### WHAT THE EXERCISE ASKS:
Every line below between the one holding "async fn test_upload_wrong_content_type_rejected()" and the one holding "let at_limit = vec![0u8;", inclusive, should be copied exactly, and no other line.
"""
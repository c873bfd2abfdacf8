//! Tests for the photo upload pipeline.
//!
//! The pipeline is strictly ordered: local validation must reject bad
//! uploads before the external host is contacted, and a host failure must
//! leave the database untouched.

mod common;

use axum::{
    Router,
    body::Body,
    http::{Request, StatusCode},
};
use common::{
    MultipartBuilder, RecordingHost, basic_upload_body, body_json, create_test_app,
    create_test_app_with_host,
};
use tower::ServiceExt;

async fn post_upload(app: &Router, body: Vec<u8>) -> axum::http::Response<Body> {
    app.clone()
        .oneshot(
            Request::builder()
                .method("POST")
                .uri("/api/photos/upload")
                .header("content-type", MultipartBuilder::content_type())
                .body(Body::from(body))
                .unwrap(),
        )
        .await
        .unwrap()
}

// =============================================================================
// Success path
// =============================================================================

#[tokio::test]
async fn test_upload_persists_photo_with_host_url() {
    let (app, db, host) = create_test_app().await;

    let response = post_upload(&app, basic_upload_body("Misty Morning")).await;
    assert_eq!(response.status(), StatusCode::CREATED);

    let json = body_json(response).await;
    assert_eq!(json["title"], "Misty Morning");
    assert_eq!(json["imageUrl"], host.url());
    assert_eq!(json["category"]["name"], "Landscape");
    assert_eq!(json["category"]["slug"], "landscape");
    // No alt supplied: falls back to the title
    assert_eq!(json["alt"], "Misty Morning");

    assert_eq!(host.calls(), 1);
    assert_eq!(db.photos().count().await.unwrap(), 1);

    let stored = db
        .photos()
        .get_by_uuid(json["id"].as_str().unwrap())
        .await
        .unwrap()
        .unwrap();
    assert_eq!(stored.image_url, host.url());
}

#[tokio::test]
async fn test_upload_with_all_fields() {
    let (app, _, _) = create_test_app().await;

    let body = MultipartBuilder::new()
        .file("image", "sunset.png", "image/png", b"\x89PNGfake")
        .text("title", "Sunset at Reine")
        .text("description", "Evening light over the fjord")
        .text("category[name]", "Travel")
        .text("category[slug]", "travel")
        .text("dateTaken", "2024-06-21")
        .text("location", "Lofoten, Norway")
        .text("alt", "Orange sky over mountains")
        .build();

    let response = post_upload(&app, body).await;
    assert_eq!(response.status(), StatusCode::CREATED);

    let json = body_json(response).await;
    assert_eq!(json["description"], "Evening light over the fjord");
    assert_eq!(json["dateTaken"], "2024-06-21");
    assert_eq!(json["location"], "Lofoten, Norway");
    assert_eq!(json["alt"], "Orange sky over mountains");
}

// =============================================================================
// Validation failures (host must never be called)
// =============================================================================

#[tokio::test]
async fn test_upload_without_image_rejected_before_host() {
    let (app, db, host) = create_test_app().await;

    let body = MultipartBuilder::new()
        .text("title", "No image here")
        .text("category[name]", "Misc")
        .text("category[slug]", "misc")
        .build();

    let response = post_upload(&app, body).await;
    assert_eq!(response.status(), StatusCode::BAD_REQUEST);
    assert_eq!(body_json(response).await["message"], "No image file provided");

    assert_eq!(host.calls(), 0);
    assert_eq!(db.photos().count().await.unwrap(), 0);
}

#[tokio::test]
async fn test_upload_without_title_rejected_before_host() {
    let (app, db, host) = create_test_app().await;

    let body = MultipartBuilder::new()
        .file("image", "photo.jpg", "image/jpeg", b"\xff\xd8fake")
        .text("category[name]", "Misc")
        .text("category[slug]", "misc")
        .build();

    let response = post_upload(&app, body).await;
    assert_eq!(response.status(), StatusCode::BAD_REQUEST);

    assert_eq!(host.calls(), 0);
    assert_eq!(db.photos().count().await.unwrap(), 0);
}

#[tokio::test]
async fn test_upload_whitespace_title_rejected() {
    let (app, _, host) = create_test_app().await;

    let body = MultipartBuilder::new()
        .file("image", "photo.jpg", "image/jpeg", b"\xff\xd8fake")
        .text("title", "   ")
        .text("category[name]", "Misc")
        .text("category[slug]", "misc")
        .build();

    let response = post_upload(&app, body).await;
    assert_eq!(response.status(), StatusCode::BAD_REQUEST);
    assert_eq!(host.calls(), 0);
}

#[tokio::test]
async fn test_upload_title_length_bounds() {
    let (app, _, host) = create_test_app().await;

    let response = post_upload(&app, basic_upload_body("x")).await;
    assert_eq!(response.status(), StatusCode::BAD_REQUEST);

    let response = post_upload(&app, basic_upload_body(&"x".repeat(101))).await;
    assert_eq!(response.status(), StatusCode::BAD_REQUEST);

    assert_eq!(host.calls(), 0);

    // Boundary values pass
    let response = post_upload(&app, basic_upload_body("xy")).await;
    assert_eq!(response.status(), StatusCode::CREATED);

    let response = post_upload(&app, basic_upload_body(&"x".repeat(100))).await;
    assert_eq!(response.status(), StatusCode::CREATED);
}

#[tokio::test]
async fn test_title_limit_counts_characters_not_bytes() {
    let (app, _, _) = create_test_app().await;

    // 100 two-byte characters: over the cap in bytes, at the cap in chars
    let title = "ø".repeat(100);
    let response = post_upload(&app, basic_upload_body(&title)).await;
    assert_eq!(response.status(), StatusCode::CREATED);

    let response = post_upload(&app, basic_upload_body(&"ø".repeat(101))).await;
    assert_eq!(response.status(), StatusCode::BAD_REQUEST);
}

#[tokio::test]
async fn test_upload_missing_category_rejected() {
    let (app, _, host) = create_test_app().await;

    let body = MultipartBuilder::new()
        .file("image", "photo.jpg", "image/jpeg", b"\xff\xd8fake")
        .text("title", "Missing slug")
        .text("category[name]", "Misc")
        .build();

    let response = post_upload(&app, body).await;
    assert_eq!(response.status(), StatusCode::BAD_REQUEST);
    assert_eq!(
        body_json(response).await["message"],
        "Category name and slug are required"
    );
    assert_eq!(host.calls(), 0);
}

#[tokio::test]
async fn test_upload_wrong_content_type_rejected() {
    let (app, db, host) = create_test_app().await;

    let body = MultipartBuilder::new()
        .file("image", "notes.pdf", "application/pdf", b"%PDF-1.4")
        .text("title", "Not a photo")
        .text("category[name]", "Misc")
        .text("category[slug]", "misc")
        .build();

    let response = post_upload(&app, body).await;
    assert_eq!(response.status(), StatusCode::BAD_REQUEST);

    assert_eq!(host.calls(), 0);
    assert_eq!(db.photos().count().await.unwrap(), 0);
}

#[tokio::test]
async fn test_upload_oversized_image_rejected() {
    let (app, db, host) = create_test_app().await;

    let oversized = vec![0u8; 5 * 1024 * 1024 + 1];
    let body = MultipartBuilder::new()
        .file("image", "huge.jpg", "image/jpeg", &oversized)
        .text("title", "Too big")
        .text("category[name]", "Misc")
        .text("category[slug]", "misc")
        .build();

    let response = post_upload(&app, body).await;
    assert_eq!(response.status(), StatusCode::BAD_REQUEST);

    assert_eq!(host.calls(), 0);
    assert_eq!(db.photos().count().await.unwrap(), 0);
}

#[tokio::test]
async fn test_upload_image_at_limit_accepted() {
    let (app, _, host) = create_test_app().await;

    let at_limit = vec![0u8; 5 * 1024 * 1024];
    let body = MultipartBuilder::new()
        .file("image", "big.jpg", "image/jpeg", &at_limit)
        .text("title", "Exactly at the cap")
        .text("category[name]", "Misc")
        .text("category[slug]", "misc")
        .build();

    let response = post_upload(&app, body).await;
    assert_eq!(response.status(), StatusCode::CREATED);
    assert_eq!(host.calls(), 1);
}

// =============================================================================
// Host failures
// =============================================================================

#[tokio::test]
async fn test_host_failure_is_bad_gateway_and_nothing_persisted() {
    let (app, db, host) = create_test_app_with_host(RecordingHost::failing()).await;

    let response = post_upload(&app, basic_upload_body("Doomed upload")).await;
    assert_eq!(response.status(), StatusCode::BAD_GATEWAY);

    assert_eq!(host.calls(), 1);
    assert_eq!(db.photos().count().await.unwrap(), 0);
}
"""
### TASK ANSWER:
async fn test_upload_wrong_content_type_rejected() {
    let (app, db, host) = create_test_app().await;

    let body = MultipartBuilder::new()
        .file("image", "notes.pdf", "application/pdf", b"%PDF-1.4")
        .text("title", "Not a photo")
        .text("category[name]", "Misc")
        .text("category[slug]", "misc")
        .build();

    let response = post_upload(&app, body).await;
    assert_eq!(response.status(), StatusCode::BAD_REQUEST);

    assert_eq!(host.calls(), 0);
    assert_eq!(db.photos().count().await.unwrap(), 0);
}

#[tokio::test]
async fn test_upload_oversized_image_rejected() {
    let (app, db, host) = create_test_app().await;

    let oversized = vec![0u8; 5 * 1024 * 1024 + 1];
    let body = MultipartBuilder::new()
        .file("image", "huge.jpg", "image/jpeg", &oversized)
        .text("title", "Too big")
        .text("category[name]", "Misc")
        .text("category[slug]", "misc")
        .build();

    let response = post_upload(&app, body).await;
    assert_eq!(response.status(), StatusCode::BAD_REQUEST);

    assert_eq!(host.calls(), 0);
    assert_eq!(db.photos().count().await.unwrap(), 0);
}

#[tokio::test]
async fn test_upload_image_at_limit_accepted() {
    let (app, _, host) = create_test_app().await;

    let at_limit = vec![0u8; 5 * 1024 * 1024];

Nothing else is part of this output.